Maybe There Are (Some) Choices After All
Before the panel discussion ended in San Diego, another attendee asks about vetting CDMOs, when there are in fact a number of vendors who can support you.
“We’ve developed a process,” Mulkerrin answers. “For example, for two steps in our process there's less than a handful of players in the world who can actually accommodate the business. So we have to be diligent in how we determine which of those CDMOs can actually do the best work for us.
“One thing to point out is that no matter how small our company has been – and we were as few as 5 people – one aspect of our search process necessitates going to and talking with companies before we ever send out an RFP. We make sure these are companies we can potentially work with first.”

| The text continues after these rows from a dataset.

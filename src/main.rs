use axum::{
    http::{header, Method},
    response::IntoResponse,
    routing::get,
    Json, Router,
};
use serde_json::json;
use sqlx::postgres::PgPoolOptions;
use std::net::SocketAddr;
use tower::ServiceBuilder;
use tower_http::{
    cors::{Any, CorsLayer},
    limit::RequestBodyLimitLayer,
    trace::TraceLayer,
};
use tracing_subscriber::{layer::SubscriberExt, util::SubscriberInitExt};
use utoipa::OpenApi;
use utoipa_swagger_ui::SwaggerUi;

use svj_backend::{api, config::Config, ApiDoc, AppState};

#[tokio::main]
async fn main() -> anyhow::Result<()> {
    dotenvy::dotenv().ok();

    tracing_subscriber::registry()
        .with(
            tracing_subscriber::EnvFilter::try_from_default_env()
                .unwrap_or_else(|_| "svj_backend=debug,tower_http=debug".into()),
        )
        .with(tracing_subscriber::fmt::layer())
        .init();

    let config = Config::from_env()?;

    tracing::info!("Starting SVJ voting backend...");
    tracing::info!("Connecting to database...");

    let pool = PgPoolOptions::new()
        .max_connections(config.database_max_connections)
        .connect(&config.database_url)
        .await?;

    tracing::info!("Connected to database successfully");

    tracing::info!("Running database migrations...");
    sqlx::migrate!("./migrations").run(&pool).await?;
    tracing::info!("Migrations completed");

    let state = AppState {
        pool: pool.clone(),
        config: config.clone(),
    };

    let cors = CorsLayer::new()
        .allow_origin(Any)
        .allow_methods([Method::GET, Method::POST, Method::PUT, Method::OPTIONS])
        .allow_headers([header::CONTENT_TYPE, header::ACCEPT]);

    let app = Router::new()
        .route("/", get(root))
        .route("/health", get(health_check))
        .merge(SwaggerUi::new("/swagger-ui").url("/api-docs/openapi.json", ApiDoc::openapi()))
        .nest("/api/v1", api::routes())
        .layer(
            ServiceBuilder::new()
                .layer(TraceLayer::new_for_http())
                .layer(cors)
                .map_response(IntoResponse::into_response)
                .layer(RequestBodyLimitLayer::new(1024 * 1024)),
        )
        .with_state(state);

    let host: std::net::IpAddr = config.host.parse()?;
    let addr = SocketAddr::from((host, config.port));
    tracing::info!("Server running on http://{}", addr);

    let listener = tokio::net::TcpListener::bind(addr).await?;
    axum::serve(listener, app).await?;

    Ok(())
}

async fn root() -> Json<serde_json::Value> {
    Json(json!({
        "name": "SVJ Hlasování API",
        "version": "1.0.0",
        "description": "Hlasování per rollam pro společenství vlastníků jednotek"
    }))
}

async fn health_check() -> Json<serde_json::Value> {
    Json(json!({
        "status": "ok",
        "timestamp": chrono::Utc::now().to_rfc3339()
    }))
}
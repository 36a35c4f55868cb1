pub mod building;
pub mod member;
pub mod results;
pub mod template;
pub mod voting;

pub use building::*;
pub use member::*;
pub use results::*;
pub use template::*;
pub use voting::*;
pub mod ballot_box;
pub mod lifecycle;
pub mod quorum;
pub mod representation;
pub mod snapshot_service;
pub mod substitution;
pub mod tabulator;

#[cfg(test)]
pub(crate) mod test_support;

pub use ballot_box::{find_member_by_token, online_submission, validate_submission, BallotBox};
pub use quorum::evaluate;
pub use representation::{
    represented_members, resolve_delegate, resolve_voter, set_override,
    validate_permanent_delegate,
};
pub use snapshot_service::{SnapshotService, VoteSnapshot};
pub use substitution::{render_invitations, substitute, SubstitutionContext};
pub use tabulator::{percentage, tabulate};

Mulkerrin also says part of his selection process includes a “separate quality audit before starting to work with any organization.” He has either an internal or consultant quality professional or a QP (Qualified Person) if the CDMO is in Europe, conduct a full quality audit.

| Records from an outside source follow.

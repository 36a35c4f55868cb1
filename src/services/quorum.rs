//! Vyhodnocení, zda otázka prošla podle svého pravidla většiny.
//!
//! Všechna porovnání podílů probíhají v celých číslech (křížovým násobením),
//! takže výsledek nezávisí na zaokrouhlování.

use crate::error::VotingError;
use crate::models::{MajorityRule, Question, Tally};

impl MajorityRule {
    /// Vlastní kvórum s kontrolou zlomku.
    pub fn custom(numerator: u32, denominator: u32) -> Result<Self, VotingError> {
        let rule = MajorityRule::Custom {
            numerator,
            denominator,
        };
        rule.validate()?;
        Ok(rule)
    }

    /// Zlomek musí být v intervalu (0, 1] a jmenovatel nenulový.
    pub fn validate(&self) -> Result<(), VotingError> {
        match *self {
            MajorityRule::Custom {
                numerator,
                denominator,
            } if denominator == 0 || numerator == 0 || numerator > denominator => {
                Err(VotingError::InvalidQuorumFraction {
                    numerator,
                    denominator,
                })
            }
            _ => Ok(()),
        }
    }

    /// Požadovaný podíl vah PRO na celkové váze budovy, pokud pravidlo nějaký má.
    pub fn required_fraction(&self) -> Option<(u64, u64)> {
        match *self {
            MajorityRule::Simple => None,
            MajorityRule::Qualified => Some((3, 4)),
            MajorityRule::Unanimous => Some((1, 1)),
            MajorityRule::Custom {
                numerator,
                denominator,
            } => Some((numerator as u64, denominator as u64)),
        }
    }

    pub fn is_satisfied(&self, tally: &Tally, total_weight: u64) -> bool {
        match self {
            MajorityRule::Simple => tally.pro > tally.against,
            MajorityRule::Unanimous => total_weight > 0 && tally.pro == total_weight,
            MajorityRule::Qualified | MajorityRule::Custom { .. } => {
                let Some((numerator, denominator)) = self.required_fraction() else {
                    return false;
                };
                if total_weight == 0 || denominator == 0 {
                    return false;
                }
                // pro / total >= numerator / denominator
                (tally.pro as u128) * (denominator as u128)
                    >= (total_weight as u128) * (numerator as u128)
            }
        }
    }

    pub fn label(&self) -> String {
        match self {
            MajorityRule::Simple => "Prostá většina".to_string(),
            MajorityRule::Qualified => "Kvalifikovaná většina".to_string(),
            MajorityRule::Unanimous => "Jednomyslná většina".to_string(),
            MajorityRule::Custom {
                numerator,
                denominator,
            } => format!("Vlastní kvórum ({}/{})", numerator, denominator),
        }
    }
}

/// Rozhodne, zda otázka prošla.
///
/// U probíhajícího hlasování je výsledek jen průběžný; rozlišit ho od
/// konečného musí volající (viz `VoteResult::is_final`).
pub fn evaluate(question: &Question, tally: &Tally, total_weight: u64) -> bool {
    question.rule.is_satisfied(tally, total_weight)
}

But there’s yet another challenge for Mulkerrin.
“We have to be diligent through development work even outside of GMP. One reason is we have [proprietary] development processes we contract out.”
This is a challenge many more biopaharma do or will face as the industry continues to evolve towards the model of platform-enhanced performance, productivity, IP-protection and production.
“Therefore,” Mulkerrin explains, “transfer from one development organization into a second CDMO, for example, will involve 3-way CDAs.”
“These agreements are the framework of relationships. They must also ensure the people from two different contract organizations can actually talk to each other about the project. Detailed instructions are critical, so it’s important we as the sponsor are involved every step of the way.”
And he means every step. Mulkerrin recognizes at times he’s been criticized for such a high-level of involvement.
But this is our final lesson here: Don’t let criticism knock you off your game.
“I do know the way we handle our contract work is a bit unusual,” he acquiesces, “and we are very involved – perhaps more than some other sponsors. But I think other biopharma companies should do the same.
“We work with our partner organizations on a day-to-day basis. We spend a lot of time at each organization when we need to. We make sure we all understand the process, and we all communicate effectively.”
And finally: “I think there're a variety of ways to establish your own processes, but you must have those processes in place.”
In that, says Mulkerrin, you have no choice.